- _What the exercise asks_
Hand back each record exactly as you find it.

*** Material for this exercise

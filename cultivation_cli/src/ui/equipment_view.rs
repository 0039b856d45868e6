//! Equipment tab: inspect and swap a combatant's three equippable slots
//! against whatever sits in their storage ring.

use ratatui::{
    layout::{Constraint, Direction, Layout, Rect},
    style::{Color, Modifier, Style},
    text::{Line, Span},
    widgets::{Block, Borders, Paragraph},
    Frame,
};

use crate::app::{App, EquipTarget, EQUIP_SLOTS};
use cultivation_core::config::ItemKind;
use cultivation_core::player::Player;
use cultivation_core::types::EquipmentSlot;

pub fn draw(f: &mut Frame, app: &App, area: Rect) {
    let chunks = Layout::default()
        .direction(Direction::Horizontal)
        .constraints([
            Constraint::Percentage(30),
            Constraint::Percentage(40),
            Constraint::Percentage(30),
        ])
        .split(area);

    draw_slots(f, app, chunks[0]);
    draw_inventory(f, app, chunks[1]);
    draw_preview(f, app, chunks[2]);
}

fn slot_name(slot: EquipmentSlot) -> &'static str {
    match slot {
        EquipmentSlot::Weapon => "weapon",
        EquipmentSlot::Armor => "armor",
        EquipmentSlot::MainTechnique => "technique",
        EquipmentSlot::StorageRing => "ring",
    }
}

fn target_player(app: &App) -> &Player {
    match app.equip_target {
        EquipTarget::Player => &app.player,
        EquipTarget::Opponent => &app.opponent,
    }
}

fn draw_slots(f: &mut Frame, app: &App, area: Rect) {
    let target = target_player(app);
    let target_name = match app.equip_target {
        EquipTarget::Player => "PLAYER",
        EquipTarget::Opponent => "OPPONENT",
    };

    let mut lines: Vec<Line> = vec![
        Line::from(Span::styled(
            "  [\u{2190}/\u{2192}] switch player/opponent",
            Style::default().fg(Color::DarkGray),
        )),
        Line::from(""),
    ];

    for (i, slot) in EQUIP_SLOTS.iter().enumerate() {
        let is_selected = i == app.selected_slot;
        let (prefix, style) = if is_selected {
            ("> ", Style::default().fg(Color::Yellow).add_modifier(Modifier::BOLD))
        } else {
            ("  ", Style::default().fg(Color::White))
        };

        let occupant = target.equipment.get(*slot).clone().unwrap_or_else(|| "(empty)".to_string());
        lines.push(Line::from(vec![
            Span::styled(prefix, style),
            Span::styled(format!("{:10}", slot_name(*slot)), style),
            Span::styled(occupant, Style::default().fg(Color::Cyan)),
        ]));
    }

    lines.push(Line::from(""));
    lines.push(Line::from(Span::styled(
        "  [u] unequip selected slot",
        Style::default().fg(Color::DarkGray),
    )));

    let paragraph = Paragraph::new(lines).block(
        Block::default()
            .borders(Borders::ALL)
            .title(format!(" {target_name} Equipment ")),
    );
    f.render_widget(paragraph, area);
}

fn draw_inventory(f: &mut Frame, app: &App, area: Rect) {
    let inventory = app.target_inventory();

    let mut lines: Vec<Line> = vec![];
    if inventory.is_empty() {
        lines.push(Line::from(Span::styled(
            "(storage ring is empty)",
            Style::default().fg(Color::DarkGray),
        )));
    }
    for (i, name) in inventory.iter().enumerate() {
        let is_selected = i == app.selected_inventory;
        let (prefix, style) = if is_selected {
            ("> ", Style::default().fg(Color::Yellow).add_modifier(Modifier::BOLD))
        } else {
            ("  ", Style::default().fg(Color::White))
        };
        let count = target_player(app).storage_ring.count(name);
        lines.push(Line::from(vec![
            Span::styled(prefix, style),
            Span::styled(format!("{name} x{count}"), style),
        ]));
    }

    lines.push(Line::from(""));
    lines.push(Line::from(Span::styled(
        "  [Enter/Space] equip selected item",
        Style::default().fg(Color::DarkGray),
    )));

    let paragraph = Paragraph::new(lines).block(Block::default().borders(Borders::ALL).title(" Storage Ring "));
    f.render_widget(paragraph, area);
}

fn draw_preview(f: &mut Frame, app: &App, area: Rect) {
    let inventory = app.target_inventory();
    let mut lines: Vec<Line> = vec![];

    match inventory.get(app.selected_inventory) {
        Some(name) => {
            lines.push(Line::from(Span::styled(
                name.clone(),
                Style::default().fg(Color::Yellow).add_modifier(Modifier::BOLD),
            )));
            lines.push(Line::from(""));

            if let Some(technique) = app.catalogs.technique(name) {
                lines.push(Line::from(format!("kind: main technique (realm req {})", technique.realm_requirement)));
                lines.push(Line::from(format!(
                    "hp {:+}  mp {:+}  patk {:+}  matk {:+}",
                    technique.bonuses.max_hp,
                    technique.bonuses.max_mp,
                    technique.bonuses.physical_attack,
                    technique.bonuses.magic_attack,
                )));
                if !technique.passive_effects.is_empty() {
                    lines.push(Line::from(format!("passive effects: {}", technique.passive_effects.len())));
                }
                if !technique.growth_modifiers.is_empty() {
                    lines.push(Line::from(format!("growth modifiers: {}", technique.growth_modifiers.len())));
                }
            } else if let Some(item) = app.catalogs.item(name) {
                let kind = match item.kind {
                    ItemKind::Weapon => "weapon",
                    ItemKind::Armor => "armor",
                    ItemKind::MainTechnique => "main technique",
                    ItemKind::Technique => "technique",
                    ItemKind::Pill => "pill",
                    ItemKind::Material => "material",
                    ItemKind::StorageRing => "storage ring",
                };
                lines.push(Line::from(format!("kind: {kind}  rank {}", item.rank)));
                lines.push(Line::from(format!(
                    "hp {:+}  mp {:+}  patk {:+}  matk {:+}  pdef {:+}  mdef {:+}  spd {:+}",
                    item.bonuses.max_hp,
                    item.bonuses.max_mp,
                    item.bonuses.physical_attack,
                    item.bonuses.magic_attack,
                    item.bonuses.physical_defense,
                    item.bonuses.magic_defense,
                    item.bonuses.speed,
                )));
            } else {
                lines.push(Line::from("(not an equippable catalog entry)"));
            }
        }
        None => lines.push(Line::from("select an item to preview its bonuses")),
    }

    let paragraph = Paragraph::new(lines).block(Block::default().borders(Borders::ALL).title(" Preview "));
    f.render_widget(paragraph, area);
}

******

- _Completed task_
filename cultivation_cli/src/ui/equipment_view.rs
repository 0039b856d45868e6
//! Equipment tab: inspect and swap a combatant's three equippable slots
//! against whatever sits in their storage ring.

use ratatui::{
    layout::{Constraint, Direction, Layout, Rect},
    style::{Color, Modifier, Style},
    text::{Line, Span},
    widgets::{Block, Borders, Paragraph},
    Frame,
};

use crate::app::{App, EquipTarget, EQUIP_SLOTS};
use cultivation_core::config::ItemKind;
use cultivation_core::player::Player;
use cultivation_core::types::EquipmentSlot;

pub fn draw(f: &mut Frame, app: &App, area: Rect) {
    let chunks = Layout::default()
        .direction(Direction::Horizontal)
        .constraints([
            Constraint::Percentage(30),
            Constraint::Percentage(40),
            Constraint::Percentage(30),
        ])
        .split(area);

    draw_slots(f, app, chunks[0]);
    draw_inventory(f, app, chunks[1]);
    draw_preview(f, app, chunks[2]);
}

fn slot_name(slot: EquipmentSlot) -> &'static str {
    match slot {
        EquipmentSlot::Weapon => "weapon",
        EquipmentSlot::Armor => "armor",
        EquipmentSlot::MainTechnique => "technique",
        EquipmentSlot::StorageRing => "ring",
    }
}

fn target_player(app: &App) -> &Player {
    match app.equip_target {
        EquipTarget::Player => &app.player,
        EquipTarget::Opponent => &app.opponent,
    }
}

fn draw_slots(f: &mut Frame, app: &App, area: Rect) {
    let target = target_player(app);
    let target_name = match app.equip_target {
        EquipTarget::Player => "PLAYER",
        EquipTarget::Opponent => "OPPONENT",
    };

    let mut lines: Vec<Line> = vec![
        Line::from(Span::styled(
            "  [\u{2190}/\u{2192}] switch player/opponent",
            Style::default().fg(Color::DarkGray),
        )),
        Line::from(""),
    ];

    for (i, slot) in EQUIP_SLOTS.iter().enumerate() {
        let is_selected = i == app.selected_slot;
        let (prefix, style) = if is_selected {
            ("> ", Style::default().fg(Color::Yellow).add_modifier(Modifier::BOLD))
        } else {
            ("  ", Style::default().fg(Color::White))
        };

        let occupant = target.equipment.get(*slot).clone().unwrap_or_else(|| "(empty)".to_string());
        lines.push(Line::from(vec![
            Span::styled(prefix, style),
            Span::styled(format!("{:10}", slot_name(*slot)), style),
            Span::styled(occupant, Style::default().fg(Color::Cyan)),
        ]));
    }

    lines.push(Line::from(""));
    lines.push(Line::from(Span::styled(
        "  [u] unequip selected slot",
        Style::default().fg(Color::DarkGray),
    )));

    let paragraph = Paragraph::new(lines).block(
        Block::default()
            .borders(Borders::ALL)
            .title(format!(" {target_name} Equipment ")),
    );
    f.render_widget(paragraph, area);
}

fn draw_inventory(f: &mut Frame, app: &App, area: Rect) {
    let inventory = app.target_inventory();

    let mut lines: Vec<Line> = vec![];
    if inventory.is_empty() {
        lines.push(Line::from(Span::styled(
            "(storage ring is empty)",
            Style::default().fg(Color::DarkGray),
        )));
    }
    for (i, name) in inventory.iter().enumerate() {
        let is_selected = i == app.selected_inventory;
        let (prefix, style) = if is_selected {
            ("> ", Style::default().fg(Color::Yellow).add_modifier(Modifier::BOLD))
        } else {
            ("  ", Style::default().fg(Color::White))
        };
        let count = target_player(app).storage_ring.count(name);
        lines.push(Line::from(vec![
            Span::styled(prefix, style),
            Span::styled(format!("{name} x{count}"), style),
        ]));
    }

    lines.push(Line::from(""));
    lines.push(Line::from(Span::styled(
        "  [Enter/Space] equip selected item",
        Style::default().fg(Color::DarkGray),
    )));

    let paragraph = Paragraph::new(lines).block(Block::default().borders(Borders::ALL).title(" Storage Ring "));
    f.render_widget(paragraph, area);
}

fn draw_preview(f: &mut Frame, app: &App, area: Rect) {
    let inventory = app.target_inventory();
    let mut lines: Vec<Line> = vec![];

    match inventory.get(app.selected_inventory) {
        Some(name) => {
            lines.push(Line::from(Span::styled(
                name.clone(),
                Style::default().fg(Color::Yellow).add_modifier(Modifier::BOLD),
            )));
            lines.push(Line::from(""));

            if let Some(technique) = app.catalogs.technique(name) {
                lines.push(Line::from(format!("kind: main technique (realm req {})", technique.realm_requirement)));
                lines.push(Line::from(format!(
                    "hp {:+}  mp {:+}  patk {:+}  matk {:+}",
                    technique.bonuses.max_hp,
                    technique.bonuses.max_mp,
                    technique.bonuses.physical_attack,
                    technique.bonuses.magic_attack,
                )));
                if !technique.passive_effects.is_empty() {
                    lines.push(Line::from(format!("passive effects: {}", technique.passive_effects.len())));
                }
                if !technique.growth_modifiers.is_empty() {
                    lines.push(Line::from(format!("growth modifiers: {}", technique.growth_modifiers.len())));
                }
            } else if let Some(item) = app.catalogs.item(name) {
                let kind = match item.kind {
                    ItemKind::Weapon => "weapon",
                    ItemKind::Armor => "armor",
                    ItemKind::MainTechnique => "main technique",
                    ItemKind::Technique => "technique",
                    ItemKind::Pill => "pill",
                    ItemKind::Material => "material",
                    ItemKind::StorageRing => "storage ring",
                };
                lines.push(Line::from(format!("kind: {kind}  rank {}", item.rank)));
                lines.push(Line::from(format!(
                    "hp {:+}  mp {:+}  patk {:+}  matk {:+}  pdef {:+}  mdef {:+}  spd {:+}",
                    item.bonuses.max_hp,
                    item.bonuses.max_mp,
                    item.bonuses.physical_attack,
                    item.bonuses.magic_attack,
                    item.bonuses.physical_defense,
                    item.bonuses.magic_defense,
                    item.bonuses.speed,
                )));
            } else {
                lines.push(Line::from("(not an equippable catalog entry)"));
            }
        }
        None => lines.push(Line::from("select an item to preview its bonuses")),
    }

    let paragraph = Paragraph::new(lines).block(Block::default().borders(Borders::ALL).title(" Preview "));
    f.render_widget(paragraph, area);
}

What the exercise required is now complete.